If such a situation occurs, the holding state by the holding circuit will not be released no matter how long it takes, and the motor will continue to be energized carelessly, resulting in abnormal heat generation of the motor and damage to the vehicle battery, which is the power source. There is a risk that the wear and tear will increase.

The present invention has been made in view of the above circumstances, and its purpose is to prevent, if the motor for opening and closing the windshield is in a locked state when energized, the locked state may continue for an unintentionally long time. To provide a control device for a power window regulator that can reliably prevent such a situation from occurring, such as overheating of a motor or increased consumption of a power source.

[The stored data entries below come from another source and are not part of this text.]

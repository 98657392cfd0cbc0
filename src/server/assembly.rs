//! Compound document assembly.
//!
//! After a handler returns primary data, [`assemble`] walks the resource
//! graph with the fetch directive: it filters attributes against sparse
//! fieldsets, derives one sub-directive per relationship, side-loads
//! requested related resources into `included` (deduplicated by identity),
//! and strips relationship maps from identifiers-only responses.
//!
//! Resource graphs are owned values, so every traversal is finite; cyclic
//! graphs — a resource reachable again under its own identity — are
//! handled by the identity check on insertion, which keeps `included` free
//! of duplicates.

use crate::model::{Document, Resource};
use crate::request::FetchRequest;

/// Assembles a document in place for the given fetch directive.
///
/// Each primary resource is processed in three steps: attribute filtering,
/// relationship traversal (which fills `included`), and relationship
/// stripping for identifiers-only responses. Already-present `included`
/// entries are kept and merged against.
pub fn assemble(document: &mut Document, request: &FetchRequest) {
    let mut included = std::mem::take(&mut document.included);

    for resource in document.primary_resources_mut() {
        remove_unrequested_attributes(resource, request);
        include_related(&mut included, resource, request);
        remove_unrequested_relationships(resource, request);
    }

    document.included = included;
}

/// Drops every attribute the directive does not request: all of them for
/// identifiers-only responses, those outside the type's fieldset otherwise.
fn remove_unrequested_attributes(resource: &mut Resource, request: &FetchRequest) {
    if !request.requested_resource_body() {
        resource.attributes.clear();
        return;
    }

    let resource_type = resource.resource_type.clone();
    resource
        .attributes
        .retain(|name, _| request.requested_field(&resource_type, name));
}

/// Clears the relationship map of identifiers-only responses.
fn remove_unrequested_relationships(resource: &mut Resource, request: &FetchRequest) {
    if !request.requested_resource_body() {
        resource.relationships.clear();
    }
}

/// Walks the relationships of one resource, recursively processing related
/// resources with the derived sub-directive and side-loading the included
/// ones.
fn include_related(included: &mut Vec<Resource>, resource: &mut Resource, request: &FetchRequest) {
    for relationship in &mut resource.relationships {
        let should_include = request.requested_include(&relationship.name);
        let sub_request = request.sub_request(&relationship.name, false);

        for related in &mut relationship.related {
            remove_unrequested_attributes(related, &sub_request);
            include_related(included, related, &sub_request);

            if should_include {
                insert_or_merge_included(included, related);
            }

            remove_unrequested_relationships(related, &sub_request);
        }
    }
}

/// Inserts a resource into `included`, deduplicating by identity.
///
/// A second occurrence of an identity contributes only the relationships
/// the stored copy lacks; conflicting data stays first-seen.
fn insert_or_merge_included(included: &mut Vec<Resource>, resource: &Resource) {
    let stored = included.iter_mut().find(|stored| {
        stored.resource_type == resource.resource_type && stored.id == resource.id
    });

    match stored {
        Some(stored) => {
            for relationship in &resource.relationships {
                if stored.relationship(&relationship.name).is_none() {
                    stored.relationships.push(relationship.clone());
                }
            }
        }
        None => included.push(resource.clone()),
    }
}

#[cfg(test)]
mod tests {
    use super::*;
    use crate::http::HttpRequest;
    use crate::model::Relationship;
    use serde_json::json;

    fn fetch(uri: &str) -> FetchRequest {
        FetchRequest::from_http_request(&HttpRequest::get(uri), "").unwrap()
    }

    fn example_resource(id: &str) -> Resource {
        Resource::new("examples", id).with_attribute("title", json!("Example"))
    }

    #[test]
    fn test_included_resources_keep_attributes() {
        let resource = Resource::new("tests", "test-1")
            .with_attribute("name", json!("Test"))
            .with_relationship(Relationship::to_many(
                "examples",
                vec![example_resource("example-1")],
            ));
        let mut document = Document::single(Some(resource));

        assemble(&mut document, &fetch("/tests/test-1?include=examples"));

        assert_eq!(document.included.len(), 1);
        assert_eq!(
            document.included[0].attributes.get("title"),
            Some(&json!("Example"))
        );
    }

    #[test]
    fn test_unincluded_relationships_are_not_side_loaded() {
        let resource = Resource::new("tests", "test-1").with_relationship(
            Relationship::to_many("examples", vec![example_resource("example-1")]),
        );
        let mut document = Document::single(Some(resource));

        assemble(&mut document, &fetch("/tests/test-1"));

        assert!(document.included.is_empty());
        // the relationship itself stays visible as linkage
        assert!(document.primary_resources()[0]
            .relationship("examples")
            .is_some());
    }

    #[test]
    fn test_duplicate_identities_merge_missing_relationships() {
        // the same example is reachable via two relationships; the second
        // occurrence carries a relationship the first lacks
        let bare = example_resource("example-1");
        let with_server = example_resource("example-1").with_relationship(Relationship::to_one(
            "server",
            Some(Resource::new("servers", "s-1")),
        ));

        let resource = Resource::new("tests", "test-1")
            .with_relationship(Relationship::to_many("examples", vec![bare]))
            .with_relationship(Relationship::to_many("more", vec![with_server]));
        let mut document = Document::single(Some(resource));

        assemble(&mut document, &fetch("/tests/test-1?include=examples,more"));

        assert_eq!(document.included.len(), 1);
        assert!(document.included[0].relationship("server").is_some());
    }

    #[test]
    fn test_self_cycle_terminates_with_single_entry() {
        let inner = Resource::new("tests", "test-1");
        let resource = Resource::new("tests", "test-1")
            .with_attribute("name", json!("Test"))
            .with_relationship(Relationship::to_one("selfRef", Some(inner)));
        let mut document = Document::single(Some(resource));

        assemble(&mut document, &fetch("/tests/test-1?include=selfRef"));

        assert_eq!(document.included.len(), 1);
        assert_eq!(document.included[0].id, "test-1");
    }
}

[Structure of the Invention] (Means for Solving the Problems) In order to achieve the above object, the present invention provides a state in which an energizing path is formed for a motor for opening and closing the windshield in response to an on-operation of an auto mode switch. A holding circuit for holding the capacitor that is charged in response to the above auto mode switch being turned on, and the charge fJ of this capacitor:
The device is configured with a discharging resistor that discharges the electric charge over a certain period of time, and a switching element that is turned on only when the terminal voltage of the capacitor is equal to or higher than a predetermined level to form a current-carrying path for the motor, and is locked when the motor is energized. The structure includes an auto-stop circuit that detects when a current flows and releases the current-carrying path formation state by the holding circuit.

(Function) When the auto mode switch is turned on, the holding circuit charges the capacitor, and the charged charge is discharged by the discharge resistor over a certain period of time.
During a period when the terminal voltage of the capacitor is at a predetermined level or higher, the switching element is turned on to maintain a state in which a current-carrying path for the motor is formed. Therefore, at this time, even after the auto mode switch is turned off in response to the release of the auto mode switch, a current-carrying path for the motor is continuously formed, so that the window glass can be opened or closed. become. When the windshield is moved to the final position due to such an operation, the motor becomes locked and a lock current flows, so the auto-stop circuit detects this and releases the current-carrying path formation state by the holding circuit. , the motor is automatically cut off. However, once the lock current begins to flow through the motor, the lock current decreases as the winding temperature rises, and the automatic power cutoff operation by the auto-stop circuit described above is not performed. However, after that, the discharge of the capacitor in the holding circuit progresses, and the terminal voltage thereof falls below the switch-on level, and accordingly, the current-carrying path of the motor is cut off. Therefore, there is no possibility that the motor is inadvertently kept energized for a long time.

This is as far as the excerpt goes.